Мальчиком я был чрезвычайно привязан к церкви, очень любил и хорошо знал все подробности нашего богослужения, следя за службой по молитвеннику; в четвертом классе упорно мечтал даже поступить, по окончании гимназии, в духовную академию29. В нашей гимназии была своя домашняя церковь и два хора, певших по очереди: один – нашей, другой – второй гимназии, которая собственной церкви не имела. Хор второй гимназии качеством голосов и стройностью пения забивал наш; в нашем были выдающиеся дисканты, между прочим, сын помощника попечителя учебного округа Ростовцева, и совершенно исключительный по чарующему тембру голоса тенор Дувиклер; он впоследствии недолго пел в опере, после блестящего дебюта на киевской сцене в роли Фауста, но вскоре внезапно потерял голос. Его сильное «Отче наш» в гимназической церкви осталось в моей памяти на всю жизнь; церковь замерла при первых же звуках, диакон, боясь, шевельнуться, простоял на коленях у царских врат всю молитву до конца, многие дамы плакали, по окончании священник выслал певцу просфору. Моей мечтой было попасть в церковный хор. Меня обнадеживало то, что наш регент Федор Иванович, по прозванию «дудудушка», при встречах со мною брал меня за горло двумя пальцами и, нажимая на него, неизменно говорил: «Ну и голос же у тебя должен быть, дудудушка» (он заикался, а голос его звучал как из бочки). Я долго робел и не шел, несмотря на неоднократные приглашения Федора Ивановича, на пробу голоса. Но в конце концов осмелился и появился в музыкальной комнате; Ф[едор] И[ванович] взял на скрипке какую-то ноту, предложив мне тянуть ее; я затянул и сразу произвел такое впечатление на регента, что он закричал: «Пошел вон, дудурак; твоя бабушка такой джентльмент (так он любил выговаривать это слово), а ты, черт тебя знает, что из тебя выйдет». В этой форме им читались все нотации гимназистам, ибо он, помимо обязанностей регента, имел еще права помощника классного наставника; был он почему-то также и экономом гимназии; у него вышла на поприще эконома какая-то история с дровами, и добряка Федора Ивановича не стало в нашей гимназии. Колоколов (наш комик) рассказывал нам впоследствии, что он встретился где-то с Ф[едором] И[вановичем], причем, когда они проходили мимо склада дров, тот будто бы недовольно отвернулся и пробормотал: «Проклятые дддрува».

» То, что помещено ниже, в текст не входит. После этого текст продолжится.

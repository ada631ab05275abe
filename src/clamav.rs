//! Virus scanning behind a single verdict interface.
//!
//! Two backends hide behind [`VirusScanner`]: daemon mode speaks the
//! clamd line protocol over a Unix socket (`zSCAN`/`zPING`/`zVERSION`,
//! null-terminated), process mode spawns the `clamscan` binary with argv
//! arguments — paths are never interpolated into a shell line. Both
//! enforce a scan timeout (default 30 s) and surface it as an error
//! verdict rather than hanging an upload.
//!
//! Discovery probes the conventional socket and binary locations;
//! [`detect`] returns the best backend available so callers embed one
//! `Arc<dyn VirusScanner>` and stop caring which mode it is.
//!
//! # Examples
//!
//! ```rust,no_run
//! use catzilla::clamav::{detect, VirusScanner};
//! use std::time::Duration;
//!
//! # async fn example() {
//! let scanner = detect(Duration::from_secs(30)).await;
//! let report = scanner.scan(std::path::Path::new("/tmp/upload.bin")).await;
//! if report.is_infected {
//!     println!("threat: {:?}", report.threat_name);
//! }
//! # }
//! ```

use std::path::{Path, PathBuf};
use std::sync::Arc;
use std::sync::atomic::{AtomicU64, Ordering};
use std::time::Duration;

use async_trait::async_trait;
use tokio::io::{AsyncReadExt, AsyncWriteExt};
use tokio::net::UnixStream;
use tokio::process::Command;

use crate::platform::now_ns;

/// Conventional clamd socket locations, probed in order.
const CLAMD_SOCKETS: [&str; 3] = [
    "/var/run/clamav/clamd.ctl",
    "/run/clamav/clamd.ctl",
    "/tmp/clamd.socket",
];

/// Conventional clamscan binary locations, probed before `$PATH`.
const CLAMSCAN_BINARIES: [&str; 3] = [
    "/usr/bin/clamscan",
    "/usr/local/bin/clamscan",
    "/opt/homebrew/bin/clamscan",
];

/// Outcome of scanning one file.
#[derive(Debug, Clone, PartialEq, Eq)]
pub enum ScanVerdict {
    /// No threat detected.
    Clean,
    /// Threat detected, with the engine's name for it.
    Infected(String),
    /// The scan itself failed (timeout, protocol error, engine error).
    Error(String),
    /// No scanning backend is reachable.
    Unavailable,
}

/// What discovery found on this host.
#[derive(Debug, Clone, Copy, PartialEq, Eq)]
pub enum ScannerStatus {
    /// Neither a daemon socket nor a binary exists.
    NotFound,
    /// A `clamscan` binary exists.
    BinaryFound,
    /// A daemon socket exists but did not answer a ping.
    DaemonFound,
    /// The daemon answered a ping.
    DaemonRunning,
}

/// Full scan result handed to continuations and logs.
#[derive(Debug, Clone)]
pub struct ScanReport {
    pub scanned_path: PathBuf,
    pub file_size: u64,
    pub is_infected: bool,
    pub threat_name: Option<String>,
    pub engine_version: Option<String>,
    pub scan_time_seconds: f64,
    pub exit_code: i32,
    pub is_error: bool,
    pub error_message: Option<String>,
}

impl ScanReport {
    /// Collapses the report into the four-way verdict.
    pub fn verdict(&self) -> ScanVerdict {
        if self.is_error {
            return ScanVerdict::Error(
                self.error_message
                    .clone()
                    .unwrap_or_else(|| "scan failed".to_string()),
            );
        }
        match &self.threat_name {
            Some(name) => ScanVerdict::Infected(name.clone()),
            None => ScanVerdict::Clean,
        }
    }

    fn error(path: &Path, size: u64, elapsed: f64, message: String) -> Self {
        Self {
            scanned_path: path.to_path_buf(),
            file_size: size,
            is_infected: false,
            threat_name: None,
            engine_version: None,
            scan_time_seconds: elapsed,
            exit_code: -1,
            is_error: true,
            error_message: Some(message),
        }
    }
}

/// Aggregate scanning statistics.
#[derive(Debug, Clone, Copy, Default)]
pub struct ScanStats {
    pub files_scanned: u64,
    pub threats_detected: u64,
    pub errors: u64,
    pub total_scan_seconds: f64,
    pub total_bytes: u64,
}

impl ScanStats {
    /// Mean seconds per scan.
    pub fn average_scan_seconds(&self) -> f64 {
        if self.files_scanned == 0 {
            0.0
        } else {
            self.total_scan_seconds / self.files_scanned as f64
        }
    }

    /// Bytes scanned per second across all scans.
    pub fn throughput_bytes_per_sec(&self) -> f64 {
        if self.total_scan_seconds == 0.0 {
            0.0
        } else {
            self.total_bytes as f64 / self.total_scan_seconds
        }
    }
}

#[derive(Default)]
struct StatsCell {
    files_scanned: AtomicU64,
    threats_detected: AtomicU64,
    errors: AtomicU64,
    /// Microseconds, to keep the cell atomic.
    total_scan_micros: AtomicU64,
    total_bytes: AtomicU64,
}

impl StatsCell {
    fn record(&self, report: &ScanReport) {
        self.files_scanned.fetch_add(1, Ordering::Relaxed);
        self.total_bytes
            .fetch_add(report.file_size, Ordering::Relaxed);
        self.total_scan_micros.fetch_add(
            (report.scan_time_seconds * 1_000_000.0) as u64,
            Ordering::Relaxed,
        );
        if report.is_error {
            self.errors.fetch_add(1, Ordering::Relaxed);
        } else if report.is_infected {
            self.threats_detected.fetch_add(1, Ordering::Relaxed);
        }
    }

    fn snapshot(&self) -> ScanStats {
        ScanStats {
            files_scanned: self.files_scanned.load(Ordering::Relaxed),
            threats_detected: self.threats_detected.load(Ordering::Relaxed),
            errors: self.errors.load(Ordering::Relaxed),
            total_scan_seconds: self.total_scan_micros.load(Ordering::Relaxed) as f64
                / 1_000_000.0,
            total_bytes: self.total_bytes.load(Ordering::Relaxed),
        }
    }
}

/// The verdict interface both backends implement.
#[async_trait]
pub trait VirusScanner: Send + Sync {
    /// Scans one file.
    async fn scan(&self, path: &Path) -> ScanReport;

    /// What discovery can see right now.
    async fn status(&self) -> ScannerStatus;

    /// Engine version string, when the backend can report one.
    async fn version(&self) -> Option<String>;

    /// Aggregate statistics for this scanner instance.
    fn stats(&self) -> ScanStats;
}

Несмотря на личную неудачу, я страстно любил церковное пение; в то время уже славился в Киеве знаменитый хор Калишевского в Софиевском соборе30; в составе этого хора был такой первоклассный дискант «Гриша», что его личные концерты привлекали массу публики в Купеческое собрание31. Я уже говорил выше о том впечатлении, которое производила на меня архиерейская служба моего бывшего законоучителя Экземплярского (Иеронима); кроме того, одним из любимейших моих храмов был Братский монастырь32 на Подоле33; этот старейший монастырь Киева поражает всегда своей неожиданной тишиной среди шума и оживления торговой части города; кажется, из современных лавок и рынков переносишься вдруг во времена Петра Могилы. В мое гимназическое время ректором Киевской духовной академии и епископом Каневским был слепой Сильвестр, проживавший и служивший в Братском монастыре; у него был тенор очень приятного музыкального тембра; он, так же как Иероним, пел все возгласы, но особенно трогательно было чтение им на память, с полузакрытыми глазами, Евангелия. «Аз есмь пастырь добрый; пастырь добрый душу свою полагает за овцы своя…» – пел он, и вся церковь слушала, как один человек, бесшумно, тихо. Сильвестру неоднократно предлагались высшие назначения, но он уклонялся от них, говоря, что в Братском монастыре он знает каждую ступеньку и что в чужом, незнакомом месте ему – слепцу – будет тяжело.